### WHAT YOU WILL DO
Please copy each line below that contains the string "same".

Stored items:
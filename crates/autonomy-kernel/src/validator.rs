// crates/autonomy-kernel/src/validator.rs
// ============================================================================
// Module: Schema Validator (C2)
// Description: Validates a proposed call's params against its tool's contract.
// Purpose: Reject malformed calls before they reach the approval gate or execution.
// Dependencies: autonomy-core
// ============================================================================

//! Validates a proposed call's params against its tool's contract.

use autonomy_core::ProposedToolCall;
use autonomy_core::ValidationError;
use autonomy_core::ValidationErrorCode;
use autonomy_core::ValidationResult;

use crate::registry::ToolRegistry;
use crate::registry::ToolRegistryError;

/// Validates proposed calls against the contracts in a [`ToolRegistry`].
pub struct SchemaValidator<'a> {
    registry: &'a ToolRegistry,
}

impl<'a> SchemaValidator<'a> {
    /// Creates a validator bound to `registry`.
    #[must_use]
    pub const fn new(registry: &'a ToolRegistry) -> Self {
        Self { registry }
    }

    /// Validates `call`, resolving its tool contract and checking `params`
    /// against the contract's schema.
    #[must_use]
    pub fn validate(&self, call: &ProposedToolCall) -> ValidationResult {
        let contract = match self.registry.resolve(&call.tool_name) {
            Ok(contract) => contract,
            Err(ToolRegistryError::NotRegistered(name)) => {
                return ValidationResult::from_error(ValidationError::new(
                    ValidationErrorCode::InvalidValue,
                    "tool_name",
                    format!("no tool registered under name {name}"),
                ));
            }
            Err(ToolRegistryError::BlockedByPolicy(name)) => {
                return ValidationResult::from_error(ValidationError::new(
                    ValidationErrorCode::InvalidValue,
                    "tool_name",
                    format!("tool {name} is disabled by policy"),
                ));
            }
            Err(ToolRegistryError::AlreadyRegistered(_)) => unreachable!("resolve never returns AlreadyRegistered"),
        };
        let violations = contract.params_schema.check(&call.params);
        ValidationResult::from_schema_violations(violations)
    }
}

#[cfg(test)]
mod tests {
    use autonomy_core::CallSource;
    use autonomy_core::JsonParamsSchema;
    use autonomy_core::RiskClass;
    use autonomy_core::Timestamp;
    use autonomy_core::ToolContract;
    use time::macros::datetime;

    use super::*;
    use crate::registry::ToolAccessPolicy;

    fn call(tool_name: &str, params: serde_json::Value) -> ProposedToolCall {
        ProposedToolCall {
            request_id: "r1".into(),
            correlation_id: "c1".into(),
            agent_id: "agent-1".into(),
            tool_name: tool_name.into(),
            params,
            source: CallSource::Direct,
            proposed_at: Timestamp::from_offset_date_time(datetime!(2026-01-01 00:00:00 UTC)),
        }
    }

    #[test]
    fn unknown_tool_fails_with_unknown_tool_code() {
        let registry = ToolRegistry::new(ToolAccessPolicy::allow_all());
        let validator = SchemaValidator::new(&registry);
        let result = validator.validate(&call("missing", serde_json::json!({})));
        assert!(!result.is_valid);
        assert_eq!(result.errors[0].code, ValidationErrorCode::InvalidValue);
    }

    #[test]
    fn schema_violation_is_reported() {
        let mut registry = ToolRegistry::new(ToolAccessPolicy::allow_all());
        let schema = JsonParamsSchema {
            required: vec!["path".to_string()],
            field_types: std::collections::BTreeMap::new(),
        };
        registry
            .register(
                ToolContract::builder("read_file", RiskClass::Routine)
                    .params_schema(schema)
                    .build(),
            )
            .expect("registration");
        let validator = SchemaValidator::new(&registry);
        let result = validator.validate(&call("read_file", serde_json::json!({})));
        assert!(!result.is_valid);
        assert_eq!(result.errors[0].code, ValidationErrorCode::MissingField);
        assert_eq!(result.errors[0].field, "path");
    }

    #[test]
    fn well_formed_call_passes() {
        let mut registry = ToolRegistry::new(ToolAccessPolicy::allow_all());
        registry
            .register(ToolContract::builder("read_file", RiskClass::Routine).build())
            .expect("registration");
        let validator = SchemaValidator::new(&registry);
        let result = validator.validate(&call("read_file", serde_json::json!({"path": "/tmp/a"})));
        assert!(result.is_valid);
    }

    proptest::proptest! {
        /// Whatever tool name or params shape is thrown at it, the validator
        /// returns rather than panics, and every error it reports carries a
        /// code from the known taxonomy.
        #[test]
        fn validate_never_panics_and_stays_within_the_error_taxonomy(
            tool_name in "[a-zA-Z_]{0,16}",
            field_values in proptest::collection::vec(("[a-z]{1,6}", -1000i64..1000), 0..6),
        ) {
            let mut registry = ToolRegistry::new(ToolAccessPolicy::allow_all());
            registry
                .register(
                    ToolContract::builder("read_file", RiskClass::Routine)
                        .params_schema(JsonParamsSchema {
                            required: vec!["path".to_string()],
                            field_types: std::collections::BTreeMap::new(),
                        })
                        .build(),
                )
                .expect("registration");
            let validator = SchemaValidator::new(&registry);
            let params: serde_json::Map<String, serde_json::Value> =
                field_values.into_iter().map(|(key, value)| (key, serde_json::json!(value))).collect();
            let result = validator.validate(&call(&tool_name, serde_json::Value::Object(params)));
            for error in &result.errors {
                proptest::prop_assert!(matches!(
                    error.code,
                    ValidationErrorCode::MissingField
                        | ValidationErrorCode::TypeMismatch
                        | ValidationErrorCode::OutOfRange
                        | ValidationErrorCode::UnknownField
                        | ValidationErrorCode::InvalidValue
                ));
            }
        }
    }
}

--

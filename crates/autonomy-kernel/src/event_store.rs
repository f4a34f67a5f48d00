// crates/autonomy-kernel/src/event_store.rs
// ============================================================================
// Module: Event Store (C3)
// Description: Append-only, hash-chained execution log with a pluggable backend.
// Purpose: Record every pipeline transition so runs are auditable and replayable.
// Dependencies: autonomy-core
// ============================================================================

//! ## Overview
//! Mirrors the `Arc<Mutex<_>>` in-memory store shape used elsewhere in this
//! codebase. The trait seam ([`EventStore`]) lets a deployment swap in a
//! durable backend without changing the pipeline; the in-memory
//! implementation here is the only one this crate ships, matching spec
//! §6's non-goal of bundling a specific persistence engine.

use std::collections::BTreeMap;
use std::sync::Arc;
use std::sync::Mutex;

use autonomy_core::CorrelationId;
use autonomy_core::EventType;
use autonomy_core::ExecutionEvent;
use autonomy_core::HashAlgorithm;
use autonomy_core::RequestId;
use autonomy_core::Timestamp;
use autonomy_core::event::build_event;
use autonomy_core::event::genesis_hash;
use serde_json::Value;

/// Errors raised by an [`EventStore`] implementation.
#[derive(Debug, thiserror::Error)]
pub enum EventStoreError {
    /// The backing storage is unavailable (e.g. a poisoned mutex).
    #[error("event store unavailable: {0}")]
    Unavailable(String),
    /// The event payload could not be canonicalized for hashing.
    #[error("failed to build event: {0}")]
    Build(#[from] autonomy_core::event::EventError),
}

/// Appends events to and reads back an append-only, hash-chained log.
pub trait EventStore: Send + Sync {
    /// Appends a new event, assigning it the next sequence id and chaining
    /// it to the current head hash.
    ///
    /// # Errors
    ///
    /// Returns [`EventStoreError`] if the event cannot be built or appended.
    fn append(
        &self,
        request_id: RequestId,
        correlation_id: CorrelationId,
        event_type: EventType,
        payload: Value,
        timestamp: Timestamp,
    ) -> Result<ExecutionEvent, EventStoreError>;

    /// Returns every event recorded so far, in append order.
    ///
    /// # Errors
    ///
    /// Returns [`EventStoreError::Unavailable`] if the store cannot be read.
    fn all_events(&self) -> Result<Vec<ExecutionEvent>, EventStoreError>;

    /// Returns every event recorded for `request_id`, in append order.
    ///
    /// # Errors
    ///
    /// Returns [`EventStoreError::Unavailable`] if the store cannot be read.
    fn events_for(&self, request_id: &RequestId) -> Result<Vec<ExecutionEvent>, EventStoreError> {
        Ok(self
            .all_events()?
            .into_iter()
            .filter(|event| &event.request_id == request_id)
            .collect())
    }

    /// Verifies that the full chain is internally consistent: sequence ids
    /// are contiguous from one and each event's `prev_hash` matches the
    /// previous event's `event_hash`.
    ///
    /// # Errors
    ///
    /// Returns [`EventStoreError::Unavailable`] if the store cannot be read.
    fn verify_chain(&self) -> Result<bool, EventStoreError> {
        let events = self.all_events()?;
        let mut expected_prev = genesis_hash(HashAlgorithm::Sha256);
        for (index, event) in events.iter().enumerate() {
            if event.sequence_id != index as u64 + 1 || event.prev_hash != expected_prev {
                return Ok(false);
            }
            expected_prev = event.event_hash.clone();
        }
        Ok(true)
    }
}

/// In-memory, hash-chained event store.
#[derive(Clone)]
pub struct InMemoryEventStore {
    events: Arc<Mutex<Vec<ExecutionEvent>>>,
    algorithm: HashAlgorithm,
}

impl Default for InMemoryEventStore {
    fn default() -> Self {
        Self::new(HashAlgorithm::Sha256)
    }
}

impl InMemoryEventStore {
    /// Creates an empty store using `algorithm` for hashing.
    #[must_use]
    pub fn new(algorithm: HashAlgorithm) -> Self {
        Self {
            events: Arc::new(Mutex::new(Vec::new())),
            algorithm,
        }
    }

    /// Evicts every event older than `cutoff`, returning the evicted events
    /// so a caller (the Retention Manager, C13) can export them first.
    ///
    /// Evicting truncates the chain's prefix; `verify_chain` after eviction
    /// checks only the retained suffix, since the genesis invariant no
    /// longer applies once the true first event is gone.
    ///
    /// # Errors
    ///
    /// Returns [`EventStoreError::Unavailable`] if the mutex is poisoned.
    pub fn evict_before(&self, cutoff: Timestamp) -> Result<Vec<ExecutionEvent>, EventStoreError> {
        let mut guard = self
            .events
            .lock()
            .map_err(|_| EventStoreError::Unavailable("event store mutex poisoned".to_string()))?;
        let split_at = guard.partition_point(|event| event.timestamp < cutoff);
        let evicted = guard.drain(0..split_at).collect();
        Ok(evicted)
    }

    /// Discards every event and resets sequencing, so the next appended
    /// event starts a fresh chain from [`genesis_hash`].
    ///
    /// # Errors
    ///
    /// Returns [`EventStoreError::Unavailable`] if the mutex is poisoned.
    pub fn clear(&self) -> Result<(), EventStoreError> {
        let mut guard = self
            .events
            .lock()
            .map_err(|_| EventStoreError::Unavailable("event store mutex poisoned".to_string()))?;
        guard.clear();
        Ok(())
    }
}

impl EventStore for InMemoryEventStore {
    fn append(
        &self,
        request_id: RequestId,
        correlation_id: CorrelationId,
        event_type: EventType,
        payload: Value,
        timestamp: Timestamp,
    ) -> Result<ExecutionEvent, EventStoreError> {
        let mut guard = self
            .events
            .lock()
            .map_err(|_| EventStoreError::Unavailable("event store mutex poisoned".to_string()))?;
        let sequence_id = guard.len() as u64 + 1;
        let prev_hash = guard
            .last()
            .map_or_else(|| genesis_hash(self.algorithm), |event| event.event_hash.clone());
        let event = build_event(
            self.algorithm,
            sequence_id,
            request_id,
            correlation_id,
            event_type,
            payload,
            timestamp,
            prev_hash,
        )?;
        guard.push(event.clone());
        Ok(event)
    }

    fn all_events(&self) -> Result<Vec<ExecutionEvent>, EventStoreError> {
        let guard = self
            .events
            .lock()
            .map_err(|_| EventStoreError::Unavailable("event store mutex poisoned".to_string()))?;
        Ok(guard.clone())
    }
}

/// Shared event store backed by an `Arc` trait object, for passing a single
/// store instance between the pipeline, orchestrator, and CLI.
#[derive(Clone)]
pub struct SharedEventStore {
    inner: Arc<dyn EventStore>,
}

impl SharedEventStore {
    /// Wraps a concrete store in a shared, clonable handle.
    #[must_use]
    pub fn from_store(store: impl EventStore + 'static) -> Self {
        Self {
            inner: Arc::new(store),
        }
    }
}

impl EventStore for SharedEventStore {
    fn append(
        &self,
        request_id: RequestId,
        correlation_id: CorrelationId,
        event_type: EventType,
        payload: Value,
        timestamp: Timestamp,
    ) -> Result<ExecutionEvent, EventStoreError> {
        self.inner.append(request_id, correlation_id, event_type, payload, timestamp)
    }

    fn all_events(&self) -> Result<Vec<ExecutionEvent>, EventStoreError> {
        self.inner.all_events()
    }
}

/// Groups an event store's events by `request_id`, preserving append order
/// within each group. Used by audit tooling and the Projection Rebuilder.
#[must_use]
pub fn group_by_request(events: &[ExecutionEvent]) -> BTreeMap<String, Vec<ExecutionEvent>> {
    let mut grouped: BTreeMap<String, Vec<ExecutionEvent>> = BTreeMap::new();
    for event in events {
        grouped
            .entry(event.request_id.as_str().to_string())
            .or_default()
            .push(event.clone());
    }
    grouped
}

--

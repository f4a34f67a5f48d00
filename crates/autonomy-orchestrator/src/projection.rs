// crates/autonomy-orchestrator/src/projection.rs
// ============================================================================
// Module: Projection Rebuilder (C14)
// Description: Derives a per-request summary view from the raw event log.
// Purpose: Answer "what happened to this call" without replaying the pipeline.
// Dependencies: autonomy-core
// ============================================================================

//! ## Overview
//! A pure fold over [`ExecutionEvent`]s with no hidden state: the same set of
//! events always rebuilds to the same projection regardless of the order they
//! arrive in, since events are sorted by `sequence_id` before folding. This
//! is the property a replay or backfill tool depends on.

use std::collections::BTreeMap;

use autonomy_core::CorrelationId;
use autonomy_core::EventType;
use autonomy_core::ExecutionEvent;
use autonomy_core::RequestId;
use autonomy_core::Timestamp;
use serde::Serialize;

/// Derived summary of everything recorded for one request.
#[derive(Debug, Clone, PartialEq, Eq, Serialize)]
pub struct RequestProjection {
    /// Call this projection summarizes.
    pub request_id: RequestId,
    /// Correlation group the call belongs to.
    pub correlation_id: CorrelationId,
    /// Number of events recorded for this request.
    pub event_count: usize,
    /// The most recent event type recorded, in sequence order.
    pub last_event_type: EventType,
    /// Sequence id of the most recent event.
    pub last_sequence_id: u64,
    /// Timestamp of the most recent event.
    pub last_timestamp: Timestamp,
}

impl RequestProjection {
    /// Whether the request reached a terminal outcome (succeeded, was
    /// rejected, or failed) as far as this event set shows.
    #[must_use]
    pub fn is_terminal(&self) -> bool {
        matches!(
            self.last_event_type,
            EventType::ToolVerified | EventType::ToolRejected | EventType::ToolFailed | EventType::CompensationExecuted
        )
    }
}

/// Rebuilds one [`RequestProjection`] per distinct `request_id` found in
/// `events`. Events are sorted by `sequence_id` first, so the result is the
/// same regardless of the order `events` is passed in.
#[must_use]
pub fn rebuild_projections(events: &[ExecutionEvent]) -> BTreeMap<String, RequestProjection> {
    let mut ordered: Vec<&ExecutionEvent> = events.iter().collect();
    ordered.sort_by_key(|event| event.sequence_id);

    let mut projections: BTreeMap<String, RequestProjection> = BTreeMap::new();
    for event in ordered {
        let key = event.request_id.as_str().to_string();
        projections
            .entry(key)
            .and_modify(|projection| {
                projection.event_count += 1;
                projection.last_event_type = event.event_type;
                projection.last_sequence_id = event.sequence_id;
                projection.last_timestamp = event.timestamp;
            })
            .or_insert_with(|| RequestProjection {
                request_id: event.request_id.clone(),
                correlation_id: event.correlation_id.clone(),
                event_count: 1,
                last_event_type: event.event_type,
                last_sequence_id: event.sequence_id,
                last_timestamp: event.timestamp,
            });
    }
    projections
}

### EXPECTED OUTPUT
//! A pure fold over [`ExecutionEvent`]s with no hidden state: the same set of
//! events always rebuilds to the same projection regardless of the order they
/// same regardless of the order `events` is passed in.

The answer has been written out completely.